Comment as-tu travaillé justement sur ce livre et sur ces illustrations ? Cela supposait-il un travail de numérisation et de retouches ?
TF : Suzanne-Raphaële Lagneau faisait partie de cette espèce de pôle d’illustrateurs, d’artistes du début du vingtième siècle qui ont connu leur heure de gloire dans les années 20/30 en illustrant des classiques, notamment pour la maison d’édition Henri Cyral dont j’essaie de suivre le modèle. C’est chez cet éditeur que sort Salammbô en 1928 avec 70 illustrations en couleurs de Suzanne-Raphaële Lagneau. L’idée était d’essayer non pas de retrouver les illustrations originales qui sont évidemment introuvables aujourd’hui, mais de mettre la main sur une édition de l’époque. En relisant cette édition illustrée j’ai vu que ça fonctionnait à merveille. J’ai donc utilisé un scanner de très haute qualité pour numériser les illustrations de Suzanne-Raphaële Lagneau, qui sont réalisées au pochoir – donc sans trame sur le papier – une technique assez extraordinaire qui n’est plus utilisée dans l’édition. Tout le travail a consisté à effectuer des retouches notamment sur le cadre de l’image, sur les couleurs et sur la trame qui n’existait pas. Mon graphiste Cyril Terrier, qui est le directeur artistique de Callidor, a ainsi tenté de s’approcher des couleurs avant-gardistes de 1928, réalisées uniquement d’à-plats. Nous sommes vraiment dans une anticipation de la ligne claire que l’on retrouvera dans la bande dessinée des années 50 et 60. Une fois que nous sommes parvenus à ce que nous voulions au niveau de la chromie, des cadres, on a pu mettre le texte en maquette et le développer dans la collection « Collector ». Là où je suis très satisfait c’est que ce travail long et intense de photogravure mené sur 70 illustrations a permis de remettre en avant une illustratrice injustement oubliée.

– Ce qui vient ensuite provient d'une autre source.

//! Shipping tariffs charged by the freight forwarder, in the supplier's currency.
use crate::units::{Dimensionless, SourceMoney};
use serde::{Deserialize, Serialize};

/// A tiered shipping tariff: a base cost for the first kilogram plus a fixed increment for each
/// additional kilogram.
#[derive(Debug, Clone, Copy, PartialEq, Serialize, Deserialize)]
pub struct ShippingTariff {
    /// Cost of shipping the first kilogram
    pub base: SourceMoney,
    /// Cost of each additional kilogram
    pub increment_per_kg: SourceMoney,
}

impl ShippingTariff {
    /// Tariff applied to electronic goods
    pub const ELECTRONIC: Self = Self::new(190.0, 40.0);

    /// Tariff applied to everything else
    pub const STANDARD: Self = Self::new(75.0, 20.0);

    /// Create a new tariff from raw amounts in the supplier's currency
    pub const fn new(base: f64, increment_per_kg: f64) -> Self {
        Self {
            base: SourceMoney(base),
            increment_per_kg: SourceMoney(increment_per_kg),
        }
    }

    /// The cost of shipping a batch of the given weight.
    ///
    /// Tariffs are not defined below 1 kg, so any smaller weight is charged as exactly 1 kg.
    pub fn cost(&self, weight_kg: u32) -> SourceMoney {
        let extra_kg = weight_kg.max(1) - 1;
        self.base + self.increment_per_kg * Dimensionless::from(extra_kg)
    }
}

/// The pair of tariff tiers, selected by whether the goods are electronic
#[derive(Debug, Clone, Copy, PartialEq, Serialize, Deserialize)]
pub struct TariffTable {
    /// Tariff for electronic goods
    #[serde(default = "default_electronic")]
    pub electronic: ShippingTariff,
    /// Tariff for non-electronic goods
    #[serde(default = "default_standard")]
    pub standard: ShippingTariff,
}

fn default_electronic() -> ShippingTariff {
    ShippingTariff::ELECTRONIC
}

fn default_standard() -> ShippingTariff {
    ShippingTariff::STANDARD
}

impl Default for TariffTable {
    fn default() -> Self {
        Self {
            electronic: ShippingTariff::ELECTRONIC,
            standard: ShippingTariff::STANDARD,
        }
    }
}

impl TariffTable {
    /// Get the tier which applies to the goods
    pub fn tier(&self, electronic: bool) -> &ShippingTariff {
        if electronic {
            &self.electronic
        } else {
            &self.standard
        }
    }

    /// The cost of shipping a batch of the given weight with the appropriate tier
    pub fn cost(&self, weight_kg: u32, electronic: bool) -> SourceMoney {
        self.tier(electronic).cost(weight_kg)
    }
}

#[cfg(test)]
mod tests {
    use super::*;
    use rstest::rstest;

    #[rstest]
    #[case(1, true, 190.0)]
    #[case(5, true, 350.0)]
    #[case(20, true, 950.0)]
    #[case(1, false, 75.0)]
    #[case(2, false, 95.0)]
    #[case(20, false, 455.0)]
    fn test_tariff_cost(#[case] weight_kg: u32, #[case] electronic: bool, #[case] expected: f64) {
        let tariffs = TariffTable::default();
        assert_eq!(tariffs.cost(weight_kg, electronic), SourceMoney(expected));
    }

    #[rstest]
    #[case(true)]
    #[case(false)]
    fn test_tariff_cost_below_one_kg(#[case] electronic: bool) {
        let tariffs = TariffTable::default();
        assert_eq!(tariffs.cost(0, electronic), tariffs.cost(1, electronic));
    }

    #[test]
    fn test_electronic_tariff_dominates() {
        let tariffs = TariffTable::default();
        for weight_kg in 1..=20 {
            assert!(tariffs.cost(weight_kg, true) > tariffs.cost(weight_kg, false));
        }
    }

    #[test]
    fn test_custom_tariff() {
        let tariff = ShippingTariff::new(10.0, 0.0);
        assert_eq!(tariff.cost(1), SourceMoney(10.0));
        assert_eq!(tariff.cost(15), SourceMoney(10.0));
    }
}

On le voit notamment sur les derniers titres que tu as édités, le travail sur les couvertures est essentiel, et participe à ce que tu évoquais tout à l’heure, à savoir un intérêt pour développer un bel objet. On retrouve cette idée chez des éditeurs comme Monsieur Toussaint Louverture. Est-ce important pour toi de travailler « l’emballage » d’autant plus sur des auteurs à (re)découvrir ?

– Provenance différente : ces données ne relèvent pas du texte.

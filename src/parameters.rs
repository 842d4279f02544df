//! Defines the inputs to a margin calculation and how they are read from a parameters file.
use crate::input::{input_err_msg, read_toml};
use crate::tariff::{ShippingTariff, TariffTable};
use crate::units::{Dimensionless, ExchangeRate, Grams, Money, SourceMoney};
use anyhow::{Context, Result, ensure};
use documented::DocumentedFields;
use serde::{Deserialize, Serialize};
use std::fmt::Write;
use std::ops::RangeInclusive;
use std::path::Path;

const PARAMETERS_FILE_HEADER: &str = "# Parameters for a batch margin calculation
# Pass this file to `batchmargin calculate` to use it.
";

/// The default number of target currency units per unit of source currency
pub const DEFAULT_EXCHANGE_RATE: ExchangeRate = ExchangeRate(22.15);

/// The default smallest batch weight considered, in kg
pub const DEFAULT_MIN_BATCH_KG: u32 = 1;

/// The default largest batch weight considered, in kg
pub const DEFAULT_MAX_BATCH_KG: u32 = 20;

/// The fee charged by the marketplace for each unit sold
#[derive(Debug, Clone, Copy, PartialEq, Serialize, Deserialize)]
#[serde(rename_all = "lowercase")]
pub enum MarketplaceFee {
    /// A fixed amount per unit
    Fixed(Money),
    /// A percentage (0-100) of the sale price
    Percentage(Dimensionless),
}

impl Default for MarketplaceFee {
    fn default() -> Self {
        Self::Fixed(Money(300.0))
    }
}

impl MarketplaceFee {
    /// The fee charged on one unit sold at the given price
    pub fn resolve(&self, unit_sale_price: Money) -> Money {
        match *self {
            Self::Fixed(amount) => amount,
            Self::Percentage(percent) => unit_sale_price * (percent / Dimensionless(100.0)),
        }
    }

    /// Check that the fee is valid
    fn validate(&self) -> Result<()> {
        match *self {
            Self::Fixed(amount) => ensure!(
                amount.is_finite() && amount >= Money(0.0),
                "Fixed marketplace fee must be a finite number of at least zero"
            ),
            Self::Percentage(percent) => ensure!(
                (0.0..=100.0).contains(&percent.0),
                "Marketplace fee percentage must be between 0 and 100"
            ),
        }

        Ok(())
    }
}

/// The economic parameters of a product
#[derive(Debug, Clone, PartialEq, Serialize, Deserialize, DocumentedFields)]
#[serde(default)]
pub struct CalculationParameters {
    /// Sale price of one unit on the marketplace
    pub unit_sale_price: Money,
    /// Mass of one unit in grams
    pub unit_weight: Grams,
    /// Price of one unit from the supplier, in the supplier's currency
    pub supplier_unit_price: SourceMoney,
    /// Whether the goods are electronic (selects the shipping tariff)
    pub is_electronic: bool,
    /// Fee charged by the marketplace per unit sold, either `{ fixed = <amount> }` or
    /// `{ percentage = <0-100> }`
    pub marketplace_fee: MarketplaceFee,
}

impl Default for CalculationParameters {
    fn default() -> Self {
        Self {
            unit_sale_price: Money(1980.0),
            unit_weight: Grams(300.0),
            supplier_unit_price: SourceMoney(20.0),
            is_electronic: false,
            marketplace_fee: MarketplaceFee::default(),
        }
    }
}

impl CalculationParameters {
    /// Check that the parameters are within their domains.
    ///
    /// The calculation itself is defined for any input; this is only used to catch mistakes in
    /// user-supplied values.
    pub fn validate(&self) -> Result<()> {
        ensure!(
            self.unit_sale_price.is_finite() && self.unit_sale_price >= Money(0.0),
            "unit_sale_price must be a finite number of at least zero"
        );
        ensure!(
            self.unit_weight.is_finite() && self.unit_weight > Grams(0.0),
            "unit_weight must be a finite number greater than zero"
        );
        ensure!(
            self.supplier_unit_price.is_finite() && self.supplier_unit_price >= SourceMoney(0.0),
            "supplier_unit_price must be a finite number of at least zero"
        );
        self.marketplace_fee.validate()?;

        Ok(())
    }
}

fn default_exchange_rate() -> ExchangeRate {
    DEFAULT_EXCHANGE_RATE
}

fn default_min_batch_kg() -> u32 {
    DEFAULT_MIN_BATCH_KG
}

fn default_max_batch_kg() -> u32 {
    DEFAULT_MAX_BATCH_KG
}

/// Constants of the trading route which apply to every product
#[derive(Debug, Clone, PartialEq, Serialize, Deserialize, DocumentedFields)]
pub struct CalculatorConfig {
    /// Units of the marketplace's currency per unit of the supplier's currency
    #[serde(default = "default_exchange_rate")]
    pub exchange_rate: ExchangeRate,
    /// Lightest batch weight to evaluate, in kg
    #[serde(default = "default_min_batch_kg")]
    pub min_batch_kg: u32,
    /// Heaviest batch weight to evaluate, in kg
    #[serde(default = "default_max_batch_kg")]
    pub max_batch_kg: u32,
    /// Shipping tariffs for electronic and standard goods
    #[serde(default)]
    pub tariffs: TariffTable,
}

impl Default for CalculatorConfig {
    fn default() -> Self {
        Self {
            exchange_rate: DEFAULT_EXCHANGE_RATE,
            min_batch_kg: DEFAULT_MIN_BATCH_KG,
            max_batch_kg: DEFAULT_MAX_BATCH_KG,
            tariffs: TariffTable::default(),
        }
    }
}

/// Check that a tariff tier is valid
fn check_tariff(tariff: &ShippingTariff, name: &str) -> Result<()> {
    ensure!(
        tariff.base.is_finite() && tariff.base >= SourceMoney(0.0),
        "{name} tariff base must be a finite number of at least zero"
    );
    ensure!(
        tariff.increment_per_kg.is_finite() && tariff.increment_per_kg >= SourceMoney(0.0),
        "{name} tariff increment_per_kg must be a finite number of at least zero"
    );

    Ok(())
}

impl CalculatorConfig {
    /// The batch weights to evaluate, in ascending order
    pub fn batch_weights(&self) -> RangeInclusive<u32> {
        self.min_batch_kg..=self.max_batch_kg
    }

    /// Check that the configuration is valid
    pub fn validate(&self) -> Result<()> {
        ensure!(
            self.exchange_rate.is_finite() && self.exchange_rate > ExchangeRate(0.0),
            "exchange_rate must be a finite number greater than zero"
        );
        ensure!(self.min_batch_kg >= 1, "min_batch_kg must be at least 1");
        ensure!(
            self.min_batch_kg <= self.max_batch_kg,
            "min_batch_kg cannot be greater than max_batch_kg"
        );
        check_tariff(&self.tariffs.electronic, "electronic")?;
        check_tariff(&self.tariffs.standard, "standard")?;

        Ok(())
    }
}

/// Everything needed to run a calculation, as read from a parameters file
#[derive(Debug, Clone, PartialEq, Default, Serialize, Deserialize)]
pub struct CalculationInput {
    /// Parameters of the product
    #[serde(flatten)]
    pub parameters: CalculationParameters,
    /// Route-wide constants
    #[serde(default)]
    pub config: CalculatorConfig,
}

impl CalculationInput {
    /// Read a parameters file from the specified path.
    ///
    /// Keys missing from the file take their default values.
    ///
    /// # Returns
    ///
    /// The file contents as a [`CalculationInput`] or an error if the file is invalid
    pub fn from_path(file_path: &Path) -> Result<CalculationInput> {
        let input: CalculationInput = read_toml(file_path)?;
        input.validate().with_context(|| input_err_msg(file_path))?;

        Ok(input)
    }

    /// Check that both parameters and configuration are valid
    pub fn validate(&self) -> Result<()> {
        self.parameters.validate()?;
        self.config.validate()
    }

    /// The contents of a parameters file containing the default values
    pub fn default_file_contents() -> String {
        let input = CalculationInput::default();
        let input_raw =
            toml::to_string(&input).expect("Could not convert default parameters to TOML");

        // Annotate top-level keys and those in the config table with their doc comments
        let mut out = PARAMETERS_FILE_HEADER.to_string();
        for line in input_raw.lines() {
            if let Some(last) = line.find('=') {
                let field = line[..last].trim();
                let docs = CalculationParameters::get_field_docs(field)
                    .or_else(|_| CalculatorConfig::get_field_docs(field));
                if let Ok(docs) = docs {
                    for doc_line in docs.split('\n') {
                        write!(&mut out, "\n# {}\n", doc_line.trim()).unwrap();
                    }
                }
            } else if !line.is_empty() {
                out.push('\n');
            }

            writeln!(&mut out, "{line}").unwrap();
        }

        out
    }
}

TF : Aujourd’hui dans l’édition il y a un chiffre qui est très marquant à savoir que 60 % des ventes d’un livres se font sur la couverture. En librairie, malheureusement pourrait-on dire, la couverture est très importante pour attirer le lecteur et le libraire vers un titre sur lequel ils ne se seraient pas forcément arrêtés. Je vois la couverture comme un élément primordial de l’édition et je ne pense pas que l’on puisse faire fi de cet impact considérable. Je vois le travail sur la couverture comme un travail d’orfèvre et c’est pour ça d’ailleurs que je me suis allié à Cyril Terrier qui possède une vision de ce qui peut jouer sur la décision d’un lecteur de s’immerger ou pas dans un livre. Au-delà je me suis aperçu que les illustrateurs avec lesquels j’ai un affect assez fort ont un intérêt décuplé pour la couverture parce qu’ils savent qu’ils peuvent marquer l’esprit d’un lecteur ou d’un libraire et que c’est à ce moment-là qu’il faut sortir le grand jeu.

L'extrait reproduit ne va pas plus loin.